[RECORDS FOR THIS EXERCISE]

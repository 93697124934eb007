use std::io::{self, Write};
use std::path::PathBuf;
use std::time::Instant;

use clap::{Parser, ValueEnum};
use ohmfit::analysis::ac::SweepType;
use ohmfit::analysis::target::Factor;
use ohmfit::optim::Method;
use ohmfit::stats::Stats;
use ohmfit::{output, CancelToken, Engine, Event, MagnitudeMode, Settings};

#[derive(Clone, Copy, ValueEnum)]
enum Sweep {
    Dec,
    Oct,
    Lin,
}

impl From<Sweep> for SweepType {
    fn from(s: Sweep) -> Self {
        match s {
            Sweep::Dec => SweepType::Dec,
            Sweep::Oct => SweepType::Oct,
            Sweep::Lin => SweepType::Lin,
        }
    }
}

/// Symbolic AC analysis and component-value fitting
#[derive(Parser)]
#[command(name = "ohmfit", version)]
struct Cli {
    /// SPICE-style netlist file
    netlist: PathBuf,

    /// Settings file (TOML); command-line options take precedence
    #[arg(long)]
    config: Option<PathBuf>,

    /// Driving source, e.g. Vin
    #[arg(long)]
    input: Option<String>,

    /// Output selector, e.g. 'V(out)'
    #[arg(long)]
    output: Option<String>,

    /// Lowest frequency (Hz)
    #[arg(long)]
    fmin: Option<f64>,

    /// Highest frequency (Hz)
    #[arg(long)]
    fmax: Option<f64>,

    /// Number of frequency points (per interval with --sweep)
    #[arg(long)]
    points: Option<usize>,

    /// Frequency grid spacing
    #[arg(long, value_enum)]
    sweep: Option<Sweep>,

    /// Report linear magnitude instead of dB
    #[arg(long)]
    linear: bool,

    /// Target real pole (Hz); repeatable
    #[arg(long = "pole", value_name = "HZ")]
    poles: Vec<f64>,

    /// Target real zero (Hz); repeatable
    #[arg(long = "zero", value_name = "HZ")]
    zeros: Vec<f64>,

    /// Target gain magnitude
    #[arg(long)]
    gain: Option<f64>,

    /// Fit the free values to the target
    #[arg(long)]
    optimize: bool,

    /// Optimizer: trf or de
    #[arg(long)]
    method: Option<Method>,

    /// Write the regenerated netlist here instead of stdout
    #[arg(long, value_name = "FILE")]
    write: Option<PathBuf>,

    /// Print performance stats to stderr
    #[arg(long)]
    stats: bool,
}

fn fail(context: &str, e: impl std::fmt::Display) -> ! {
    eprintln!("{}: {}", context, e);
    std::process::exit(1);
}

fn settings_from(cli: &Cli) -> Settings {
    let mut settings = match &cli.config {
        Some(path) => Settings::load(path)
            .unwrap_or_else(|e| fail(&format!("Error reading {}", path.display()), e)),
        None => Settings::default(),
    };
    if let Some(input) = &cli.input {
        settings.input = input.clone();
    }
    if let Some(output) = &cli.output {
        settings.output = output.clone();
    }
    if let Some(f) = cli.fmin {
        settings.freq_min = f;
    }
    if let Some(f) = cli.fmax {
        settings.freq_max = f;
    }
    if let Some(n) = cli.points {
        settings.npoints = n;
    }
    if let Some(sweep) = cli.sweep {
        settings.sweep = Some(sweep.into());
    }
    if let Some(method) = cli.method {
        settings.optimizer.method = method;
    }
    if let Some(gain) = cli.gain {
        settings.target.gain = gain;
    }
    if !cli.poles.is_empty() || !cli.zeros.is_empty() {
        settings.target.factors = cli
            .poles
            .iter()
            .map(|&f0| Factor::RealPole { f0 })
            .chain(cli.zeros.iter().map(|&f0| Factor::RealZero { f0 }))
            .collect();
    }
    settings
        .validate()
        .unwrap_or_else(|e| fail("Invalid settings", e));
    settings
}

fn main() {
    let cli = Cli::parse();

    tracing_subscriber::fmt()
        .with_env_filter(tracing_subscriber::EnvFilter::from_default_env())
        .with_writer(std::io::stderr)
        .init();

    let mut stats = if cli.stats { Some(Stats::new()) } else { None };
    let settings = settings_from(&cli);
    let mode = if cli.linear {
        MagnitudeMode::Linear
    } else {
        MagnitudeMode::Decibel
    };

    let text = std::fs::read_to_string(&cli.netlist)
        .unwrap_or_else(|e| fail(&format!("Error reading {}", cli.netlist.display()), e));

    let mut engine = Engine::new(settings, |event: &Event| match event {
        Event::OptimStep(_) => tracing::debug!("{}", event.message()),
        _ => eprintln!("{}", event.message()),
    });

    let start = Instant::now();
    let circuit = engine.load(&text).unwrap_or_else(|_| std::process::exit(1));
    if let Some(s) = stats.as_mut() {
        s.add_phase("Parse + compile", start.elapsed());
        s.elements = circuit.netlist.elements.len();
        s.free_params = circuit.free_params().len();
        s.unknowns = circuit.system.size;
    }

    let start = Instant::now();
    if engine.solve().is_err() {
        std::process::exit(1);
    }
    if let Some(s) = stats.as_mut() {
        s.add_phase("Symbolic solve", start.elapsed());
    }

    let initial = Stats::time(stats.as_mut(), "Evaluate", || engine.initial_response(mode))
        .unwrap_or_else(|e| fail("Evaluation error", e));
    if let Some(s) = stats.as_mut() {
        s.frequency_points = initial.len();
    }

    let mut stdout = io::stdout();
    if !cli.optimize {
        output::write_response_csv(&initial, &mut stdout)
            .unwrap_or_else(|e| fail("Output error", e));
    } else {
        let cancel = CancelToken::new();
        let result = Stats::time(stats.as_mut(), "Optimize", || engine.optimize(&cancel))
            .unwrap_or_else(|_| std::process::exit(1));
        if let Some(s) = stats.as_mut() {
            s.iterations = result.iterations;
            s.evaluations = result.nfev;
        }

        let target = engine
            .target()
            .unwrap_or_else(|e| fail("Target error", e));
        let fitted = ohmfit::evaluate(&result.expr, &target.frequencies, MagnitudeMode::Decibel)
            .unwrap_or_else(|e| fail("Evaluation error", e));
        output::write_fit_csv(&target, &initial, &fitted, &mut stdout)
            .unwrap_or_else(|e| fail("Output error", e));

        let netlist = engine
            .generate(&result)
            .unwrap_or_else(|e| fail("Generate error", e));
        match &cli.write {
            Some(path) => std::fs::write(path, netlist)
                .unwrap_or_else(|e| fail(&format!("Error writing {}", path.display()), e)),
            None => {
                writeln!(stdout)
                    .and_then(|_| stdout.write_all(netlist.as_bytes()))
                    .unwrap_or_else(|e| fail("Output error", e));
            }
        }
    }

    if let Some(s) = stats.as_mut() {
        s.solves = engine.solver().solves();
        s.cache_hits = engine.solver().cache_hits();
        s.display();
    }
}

[/RECORDS FOR THIS EXERCISE]
[RECORDS FOR THIS EXERCISE]

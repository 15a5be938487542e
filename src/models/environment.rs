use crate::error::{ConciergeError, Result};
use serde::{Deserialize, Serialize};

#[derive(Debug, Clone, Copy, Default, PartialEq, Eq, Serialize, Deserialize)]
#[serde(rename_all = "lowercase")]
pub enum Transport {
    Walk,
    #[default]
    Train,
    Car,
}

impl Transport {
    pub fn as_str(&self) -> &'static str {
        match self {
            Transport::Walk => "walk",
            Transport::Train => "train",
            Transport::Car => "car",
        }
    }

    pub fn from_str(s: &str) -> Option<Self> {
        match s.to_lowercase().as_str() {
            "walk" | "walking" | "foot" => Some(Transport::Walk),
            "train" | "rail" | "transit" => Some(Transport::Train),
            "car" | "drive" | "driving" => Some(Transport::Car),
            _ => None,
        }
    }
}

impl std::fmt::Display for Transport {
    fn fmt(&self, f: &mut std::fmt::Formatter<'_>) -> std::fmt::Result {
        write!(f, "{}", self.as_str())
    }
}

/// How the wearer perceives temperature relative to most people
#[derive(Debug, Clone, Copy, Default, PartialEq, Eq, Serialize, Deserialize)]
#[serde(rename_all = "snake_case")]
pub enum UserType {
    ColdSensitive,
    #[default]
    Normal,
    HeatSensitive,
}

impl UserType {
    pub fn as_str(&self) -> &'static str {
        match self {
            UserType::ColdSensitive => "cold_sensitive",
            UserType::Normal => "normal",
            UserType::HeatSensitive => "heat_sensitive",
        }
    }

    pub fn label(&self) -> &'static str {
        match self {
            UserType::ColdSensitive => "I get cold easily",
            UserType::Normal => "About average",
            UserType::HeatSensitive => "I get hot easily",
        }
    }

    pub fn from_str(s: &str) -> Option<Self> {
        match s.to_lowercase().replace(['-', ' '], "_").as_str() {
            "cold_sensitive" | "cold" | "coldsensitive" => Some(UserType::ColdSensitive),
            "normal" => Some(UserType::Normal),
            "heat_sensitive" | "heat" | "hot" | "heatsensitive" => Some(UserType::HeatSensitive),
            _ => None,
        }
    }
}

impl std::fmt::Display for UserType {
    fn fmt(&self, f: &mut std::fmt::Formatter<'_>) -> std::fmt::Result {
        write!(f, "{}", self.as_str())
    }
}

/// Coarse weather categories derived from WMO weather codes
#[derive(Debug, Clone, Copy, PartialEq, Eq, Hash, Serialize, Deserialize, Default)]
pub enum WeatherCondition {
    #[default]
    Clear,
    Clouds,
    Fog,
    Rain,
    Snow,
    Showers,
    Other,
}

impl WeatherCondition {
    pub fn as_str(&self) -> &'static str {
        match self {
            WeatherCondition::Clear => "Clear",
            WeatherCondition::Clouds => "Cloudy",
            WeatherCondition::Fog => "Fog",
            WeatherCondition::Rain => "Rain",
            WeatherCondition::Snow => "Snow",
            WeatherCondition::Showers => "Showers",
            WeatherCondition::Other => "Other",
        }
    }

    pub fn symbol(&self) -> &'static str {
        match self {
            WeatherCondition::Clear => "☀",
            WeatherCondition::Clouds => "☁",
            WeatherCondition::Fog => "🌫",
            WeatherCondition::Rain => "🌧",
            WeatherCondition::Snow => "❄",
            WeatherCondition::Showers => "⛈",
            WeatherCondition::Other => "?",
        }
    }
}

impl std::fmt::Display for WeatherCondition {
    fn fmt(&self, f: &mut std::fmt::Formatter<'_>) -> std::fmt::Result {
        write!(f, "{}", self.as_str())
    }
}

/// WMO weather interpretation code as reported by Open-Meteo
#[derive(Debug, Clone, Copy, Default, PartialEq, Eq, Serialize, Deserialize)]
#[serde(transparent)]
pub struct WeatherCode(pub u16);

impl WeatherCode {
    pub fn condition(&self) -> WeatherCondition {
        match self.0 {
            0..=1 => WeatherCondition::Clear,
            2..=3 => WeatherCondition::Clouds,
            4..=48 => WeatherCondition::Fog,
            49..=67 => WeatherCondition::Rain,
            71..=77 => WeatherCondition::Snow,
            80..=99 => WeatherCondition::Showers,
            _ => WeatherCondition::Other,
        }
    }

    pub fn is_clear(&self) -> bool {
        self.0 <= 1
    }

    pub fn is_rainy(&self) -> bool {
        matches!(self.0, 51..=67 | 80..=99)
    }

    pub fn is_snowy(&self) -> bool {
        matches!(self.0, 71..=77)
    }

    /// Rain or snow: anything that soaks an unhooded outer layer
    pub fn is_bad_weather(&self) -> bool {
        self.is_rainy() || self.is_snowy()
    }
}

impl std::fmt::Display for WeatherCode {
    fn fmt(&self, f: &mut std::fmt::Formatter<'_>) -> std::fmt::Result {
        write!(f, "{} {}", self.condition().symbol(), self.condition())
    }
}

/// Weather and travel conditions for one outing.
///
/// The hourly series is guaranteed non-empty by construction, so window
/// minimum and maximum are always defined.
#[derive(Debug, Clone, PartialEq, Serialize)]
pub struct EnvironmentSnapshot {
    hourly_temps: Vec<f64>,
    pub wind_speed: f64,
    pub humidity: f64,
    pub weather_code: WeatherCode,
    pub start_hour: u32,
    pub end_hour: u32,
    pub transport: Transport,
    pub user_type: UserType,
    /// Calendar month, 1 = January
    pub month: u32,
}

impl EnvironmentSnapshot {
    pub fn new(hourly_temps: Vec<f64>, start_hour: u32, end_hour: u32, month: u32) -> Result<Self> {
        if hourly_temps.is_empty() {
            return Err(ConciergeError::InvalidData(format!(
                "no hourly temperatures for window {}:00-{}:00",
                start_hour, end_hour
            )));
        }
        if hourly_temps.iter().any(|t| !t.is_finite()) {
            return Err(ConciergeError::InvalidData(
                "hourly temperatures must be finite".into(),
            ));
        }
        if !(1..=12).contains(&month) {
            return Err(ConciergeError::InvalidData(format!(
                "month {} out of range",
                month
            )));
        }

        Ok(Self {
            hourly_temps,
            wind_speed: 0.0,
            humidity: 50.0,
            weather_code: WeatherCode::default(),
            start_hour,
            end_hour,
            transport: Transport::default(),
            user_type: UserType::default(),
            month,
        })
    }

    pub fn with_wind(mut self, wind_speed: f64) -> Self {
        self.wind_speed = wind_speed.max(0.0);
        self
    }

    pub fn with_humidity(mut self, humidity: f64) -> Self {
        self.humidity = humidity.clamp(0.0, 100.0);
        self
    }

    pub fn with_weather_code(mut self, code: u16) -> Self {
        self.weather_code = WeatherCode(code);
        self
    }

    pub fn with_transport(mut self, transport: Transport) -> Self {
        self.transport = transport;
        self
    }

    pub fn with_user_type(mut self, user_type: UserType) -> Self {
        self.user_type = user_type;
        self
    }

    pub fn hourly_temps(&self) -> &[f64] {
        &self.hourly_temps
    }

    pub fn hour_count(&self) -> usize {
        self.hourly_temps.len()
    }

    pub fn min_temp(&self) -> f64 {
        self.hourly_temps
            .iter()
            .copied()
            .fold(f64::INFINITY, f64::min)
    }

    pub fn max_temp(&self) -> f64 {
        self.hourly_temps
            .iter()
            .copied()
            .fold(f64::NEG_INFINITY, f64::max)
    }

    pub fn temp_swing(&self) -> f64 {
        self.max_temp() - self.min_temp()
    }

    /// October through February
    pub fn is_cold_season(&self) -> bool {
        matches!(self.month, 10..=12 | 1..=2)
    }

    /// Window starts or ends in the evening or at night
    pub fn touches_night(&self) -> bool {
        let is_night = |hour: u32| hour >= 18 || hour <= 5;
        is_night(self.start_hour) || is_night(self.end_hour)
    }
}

[/RECORDS FOR THIS EXERCISE]

**TASK TO COMPLETE**
Using the entries above, copy out all lines that contain the string "fmin".

**SOLVED EXERCISE**
    fmin: Option<f64>,
    if let Some(f) = cli.fmin {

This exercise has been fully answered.